# TASK ITEM
Only lines containing "repository" belong in the answer, each copied from the entries below.

[Stored data entries]
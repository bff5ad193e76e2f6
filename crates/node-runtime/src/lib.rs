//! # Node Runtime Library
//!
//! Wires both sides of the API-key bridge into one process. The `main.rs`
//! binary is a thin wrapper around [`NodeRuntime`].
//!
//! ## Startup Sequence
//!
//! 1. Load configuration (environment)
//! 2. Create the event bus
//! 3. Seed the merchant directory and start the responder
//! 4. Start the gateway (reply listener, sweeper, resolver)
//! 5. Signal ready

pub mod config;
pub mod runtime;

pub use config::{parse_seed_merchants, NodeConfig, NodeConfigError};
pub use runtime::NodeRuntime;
...
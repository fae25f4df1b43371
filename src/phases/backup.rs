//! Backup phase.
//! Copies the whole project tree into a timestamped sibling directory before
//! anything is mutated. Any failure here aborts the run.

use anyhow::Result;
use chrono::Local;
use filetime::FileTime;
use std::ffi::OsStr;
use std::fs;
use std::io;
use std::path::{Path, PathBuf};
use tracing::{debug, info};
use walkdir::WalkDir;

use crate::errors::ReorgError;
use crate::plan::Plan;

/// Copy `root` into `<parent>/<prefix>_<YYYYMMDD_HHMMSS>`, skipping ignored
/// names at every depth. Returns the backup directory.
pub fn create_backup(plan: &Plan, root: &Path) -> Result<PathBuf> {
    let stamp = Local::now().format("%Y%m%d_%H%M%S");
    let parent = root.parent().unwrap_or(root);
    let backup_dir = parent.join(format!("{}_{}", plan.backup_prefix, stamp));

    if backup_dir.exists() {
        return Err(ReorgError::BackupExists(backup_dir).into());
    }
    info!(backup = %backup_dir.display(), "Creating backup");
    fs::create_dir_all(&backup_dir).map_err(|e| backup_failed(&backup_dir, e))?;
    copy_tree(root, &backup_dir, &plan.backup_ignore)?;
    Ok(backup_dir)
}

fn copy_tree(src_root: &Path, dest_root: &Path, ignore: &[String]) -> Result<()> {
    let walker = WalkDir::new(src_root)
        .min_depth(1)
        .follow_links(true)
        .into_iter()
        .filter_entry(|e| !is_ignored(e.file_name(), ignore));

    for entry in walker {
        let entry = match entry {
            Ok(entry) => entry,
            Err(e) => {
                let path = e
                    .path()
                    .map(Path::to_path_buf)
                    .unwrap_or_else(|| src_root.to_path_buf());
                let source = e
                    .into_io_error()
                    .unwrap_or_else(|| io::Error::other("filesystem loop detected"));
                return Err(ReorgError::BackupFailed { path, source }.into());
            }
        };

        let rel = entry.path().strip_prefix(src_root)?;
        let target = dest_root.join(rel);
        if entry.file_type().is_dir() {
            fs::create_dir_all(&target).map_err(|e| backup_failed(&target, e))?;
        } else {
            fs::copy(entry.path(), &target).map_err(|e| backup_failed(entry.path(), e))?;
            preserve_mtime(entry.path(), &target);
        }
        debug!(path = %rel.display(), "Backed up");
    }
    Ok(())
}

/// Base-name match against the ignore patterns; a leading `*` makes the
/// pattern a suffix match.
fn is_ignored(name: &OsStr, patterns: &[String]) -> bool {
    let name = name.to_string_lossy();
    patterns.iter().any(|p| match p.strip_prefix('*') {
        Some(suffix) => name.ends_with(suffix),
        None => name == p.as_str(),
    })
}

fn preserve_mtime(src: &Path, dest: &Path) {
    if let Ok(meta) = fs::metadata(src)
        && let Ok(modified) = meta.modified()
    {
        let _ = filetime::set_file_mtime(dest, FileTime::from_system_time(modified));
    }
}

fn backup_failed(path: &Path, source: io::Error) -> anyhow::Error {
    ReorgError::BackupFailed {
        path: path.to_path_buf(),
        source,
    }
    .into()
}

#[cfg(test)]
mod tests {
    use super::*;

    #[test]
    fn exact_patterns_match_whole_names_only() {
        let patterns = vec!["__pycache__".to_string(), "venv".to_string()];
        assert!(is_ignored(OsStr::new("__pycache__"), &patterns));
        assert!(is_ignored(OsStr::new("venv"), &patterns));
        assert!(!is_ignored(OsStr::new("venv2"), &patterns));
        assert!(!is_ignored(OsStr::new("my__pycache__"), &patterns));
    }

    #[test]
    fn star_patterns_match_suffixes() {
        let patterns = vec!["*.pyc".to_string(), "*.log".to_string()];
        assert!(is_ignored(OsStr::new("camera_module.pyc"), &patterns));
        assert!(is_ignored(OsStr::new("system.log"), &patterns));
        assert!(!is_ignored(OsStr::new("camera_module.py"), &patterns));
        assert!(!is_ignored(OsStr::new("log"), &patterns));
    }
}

# RESPONSE TO THE TASK
repository bff5ad193e76e2f6
repository fae25f4df1b43371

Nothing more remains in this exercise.